Tuesday, January 11, 2011

Lessons I'm learning


Riding a horse that is essentially blind lends itself to a lot of learning. I don't think I am anywhere near being done learning but here are a few of the things I am learning:

TRUST!!!
This is huge. If I am on the ground w/D he is so much braver maybe because we're on the same ground and so if I say things are okay he believe me more or maybe its because it takes the pressure off of him needing to behave since I am on his back. I am trying to understand his thought process. If I were blind and being asked to do things with the sighted person on top of me and essentially behind me, how would I behave?

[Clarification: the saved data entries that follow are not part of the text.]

use thiserror::Error;

/// Failure of a single USB operation.
#[derive(Debug, Error)]
pub enum TransportError {
    #[error("usb error: {0}")]
    Usb(#[from] rusb::Error),
    #[error(
        "short control write for request {request:#04x}: {written} of {expected} bytes acknowledged"
    )]
    ShortWrite {
        request: u8,
        expected: usize,
        written: usize,
    },
}

impl TransportError {
    /// Returns true if the operation ran out of time rather than failing outright.
    pub fn is_timeout(&self) -> bool {
        matches!(self, TransportError::Usb(rusb::Error::Timeout))
    }
}

#[derive(Debug, Error)]
pub enum Error {
    #[error("device {vendor_id:04x}:{product_id:04x} not found")]
    DeviceNotFound { vendor_id: u16, product_id: u16 },
    #[error("transport error: {0}")]
    Transport(#[from] TransportError),
}

impl From<rusb::Error> for Error {
    fn from(e: rusb::Error) -> Self {
        Error::Transport(TransportError::Usb(e))
    }
}

pub type Result<T> = std::result::Result<T, Error>;
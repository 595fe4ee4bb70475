use std::error::Error;
use std::path::Path;

use image::GrayImage;
use seekpro::Image;
use simple_error::SimpleError;

/// Stretch the image's value range onto 0..=255.
///
/// A flat image maps to all zeros.
pub fn rescale(image: &Image<i32>) -> Vec<u8> {
    let data = image.data();
    let (min, max) = data
        .iter()
        .fold((i32::MAX, i32::MIN), |(lo, hi), &v| (lo.min(v), hi.max(v)));

    if max <= min {
        return vec![0; data.len()];
    }

    let span = (max as i64 - min as i64) as f64;
    data.iter()
        .map(|&v| ((v as i64 - min as i64) as f64 / span * 255.0) as u8)
        .collect()
}

/// Write a rescaled 8-bit grayscale PNG of `image` to `path`.
pub fn write_png(path: &Path, image: &Image<i32>) -> Result<(), Box<dyn Error>> {
    let width = image.width() as u32;
    let height = image.height() as u32;

    let gray = GrayImage::from_raw(width, height, rescale(image))
        .ok_or_else(|| SimpleError::new(format!("buffer does not fit {}x{}", width, height)))?;

    gray.save(path)?;
    Ok(())
}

D has always been easy to longe( work from the ground on a long line in a circle). Even when he is acting up bucking and kicking he rarely pulls and stays in his circle. Not so much anymore. He has a hard time staying away from me and in order to guide him I keep pretty tight contact so that I can half halt him and everything. He is so busy paying attention to things happening around him but is still being worked in a circle so that when we stop he looks drunk because he works on a slant. This struggle makes a lot more sense to me. If I couldn't see I would want to be right next to the voice guiding me but instead I am pushing him away. I can't explain that I still have him and my voice and hands can guide at a distance which means I have to show him which gets hard if he won't move away from me. He has worked on the longe a lot and so eventually habit and training kick in.

Coming in and out of his stall has started to become difficult but its because he is trying to figure out what to do. Rather than waiting for me to tell him to "step up" he has lately been jumping the gun and then messes himself and often trips or even falls which of course he (and I) don't like. Plus, if you've been by D you know that he sighs audibly at me like I was the one who didn't listen. This becomes complicated because I am trying to do everything exactly the same so that he can start making the decisions himself just like a blind person uses their cane, however, he doesn't have a cane and he isn't quite independent of me yet. In many ways he never will be.

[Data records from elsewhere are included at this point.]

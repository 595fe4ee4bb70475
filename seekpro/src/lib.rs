//! Driver for the Seek Thermal Pro USB thermal camera.
//!
//! A [`SeekPro`] session owns the device handle, runs the init handshake,
//! finds the sensor's dead pixels and then hands out calibrated,
//! dead-pixel-corrected 320x240 images from [`SeekPro::get_image`].
//!
//! ```no_run
//! fn main() -> seekpro::Result<()> {
//!     let mut camera = seekpro::SeekPro::open()?;
//!     let image = camera.get_image()?;
//!     println!("{}x{}", image.width(), image.height());
//!     Ok(())
//! }
//! ```

pub mod capture;
mod config;
pub mod correct;
pub mod discovery;
mod error;
pub mod frame;

pub use capture::seek_pro::FrameStatus;
pub use capture::{Transport, UsbTransport};
pub use config::SessionConfig;
pub use correct::{CalibrationState, Corrector, DeadPixel};
pub use error::{Error, Result, TransportError};
pub use frame::{Image, RawFrame};

pub use rusb;

use rusb::Context;

use capture::seek_pro::{self, SEEK_PRO_PID, SEEK_PRO_VID};

/// One camera session. The transport is owned for the whole lifetime of
/// the session and released when it is dropped.
pub struct SeekPro<T: Transport> {
    transport: T,
    config: SessionConfig,
    corrector: Corrector,
}

impl SeekPro<UsbTransport<Context>> {
    /// Open the first connected camera with default settings.
    pub fn open() -> Result<Self> {
        Self::open_with(SessionConfig::default())
    }

    pub fn open_with(config: SessionConfig) -> Result<Self> {
        let context = Context::new()?;

        let (device, _, mut handle) = capture::open_device(&context, SEEK_PRO_VID, SEEK_PRO_PID)?
            .ok_or(Error::DeviceNotFound {
                vendor_id: SEEK_PRO_VID,
                product_id: SEEK_PRO_PID,
            })?;

        log::info!("opened {:04x}:{:04x}", SEEK_PRO_VID, SEEK_PRO_PID);

        capture::configure(&device, &mut handle)?;

        Self::with_transport(UsbTransport::new(handle, config.control_timeout), config)
    }
}

impl<T: Transport> SeekPro<T> {
    /// Start a session over an already configured transport.
    ///
    /// Runs dead pixel discovery, which also leaves the sensor initialized.
    pub fn with_transport(mut transport: T, config: SessionConfig) -> Result<Self> {
        let dead_pixels = discovery::discover_dead_pixels(
            &mut transport,
            config.discovery_attempts,
            config.bulk_timeout,
        )?;

        if config.discovery_attempts == 0 {
            seek_pro::initialize(&mut transport)?;
        }

        Ok(Self {
            transport,
            config,
            corrector: Corrector::new(dead_pixels),
        })
    }

    /// Re-run the init handshake.
    pub fn initialize(&mut self) -> Result<()> {
        Ok(seek_pro::initialize(&mut self.transport)?)
    }

    /// Read one raw frame together with its status byte.
    pub fn grab(&mut self) -> Result<(u8, Option<RawFrame>)> {
        Ok(seek_pro::grab(&mut self.transport, self.config.bulk_timeout)?)
    }

    /// Block until the next corrected image is available.
    ///
    /// Frames are grabbed until a normal frame arrives after at least one
    /// calibration frame. There is no overall deadline.
    pub fn get_image(&mut self) -> Result<Image<i32>> {
        loop {
            let (status, frame) = self.grab()?;
            if let Some(image) = self.corrector.process(status, frame.as_ref()) {
                return Ok(image);
            }
        }
    }

    /// Return the sensor to idle. The session stays usable after
    /// [`SeekPro::initialize`].
    pub fn deinit(&mut self) -> Result<()> {
        Ok(seek_pro::deinit(&mut self.transport)?)
    }

    pub fn read_chip_id(&mut self) -> Result<Vec<u8>> {
        Ok(seek_pro::read_chip_id(&mut self.transport)?)
    }

    pub fn firmware_info(&mut self) -> Result<Vec<u8>> {
        Ok(seek_pro::firmware_info(&mut self.transport)?)
    }

    pub fn operation_mode(&mut self) -> Result<Vec<u8>> {
        Ok(seek_pro::operation_mode(&mut self.transport)?)
    }

    /// Dead pixels found at startup. Empty if discovery gave up.
    pub fn dead_pixels(&self) -> &[DeadPixel] {
        self.corrector.dead_pixels()
    }

    pub fn is_calibrated(&self) -> bool {
        self.corrector.is_calibrated()
    }

    pub fn config(&self) -> &SessionConfig {
        &self.config
    }

    pub fn transport(&self) -> &T {
        &self.transport
    }

    pub fn into_transport(self) -> T {
        self.transport
    }
}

Sunday afternoons used to involve him having some time loose in the jump arena where he could graze and roll as I finished up work for the day. That is no longer fun for him. As I was taking Ayla to the pasture he heard me and attempted to follow but not along the fence line his plan was to walk out and follow (not real sure how that would've gone). Thankfully he listened to my voice telling him to stop because of the "gate" and then Catherine grabbed him and put him back in cross-ties. Lesson learned- D would prefer company his solo life has greatly decreased.

So, those are a few lessons learned. I will have to polish this up for Kim :) but here are a few of my initial thoughts.
TRUST!!

Saturday, January 8, 2011

The adventure continues...



Demetrias' leg is finally beginning to heal but looks pretty gross still. Its right where he bends his leg so it constantly opens. Riding has been extremely tough as of late.
Since we don't know a lot about chronic uveitis and I am not a doctor I am just guesstimating here. I feel like D's vision has changed as in he has less. He has always been willing to move forward but the last few weeks he has been questioning where I am placing him. He is very alert and pays attention to nearly everyone except for me which makes riding rather hazardous.
Due to his desire to listen to everything he is extremely crooked. His front and back end are going to different ways.
So, lessons have scaled back considerably, right now the focus is on getting him to bend again and to slow and speed up with my seat. He is perfectly happy to not work but at the same time does seem to want to work when we get moving. He wants to trust and learn but you can tell that all his instincts are having an argument.
Today was extremely windy but I tacked up anyways knowing we wouldn't accomplish much. I put his christmas present from Kim on too, a quarter sheet, figured if the flapping didn't bother him it was something else for him to get used to.
He handled the flapping and jumps falling really well but we stayed at a walk. His neck was decently relaxed today and so we continue w/our baby steps.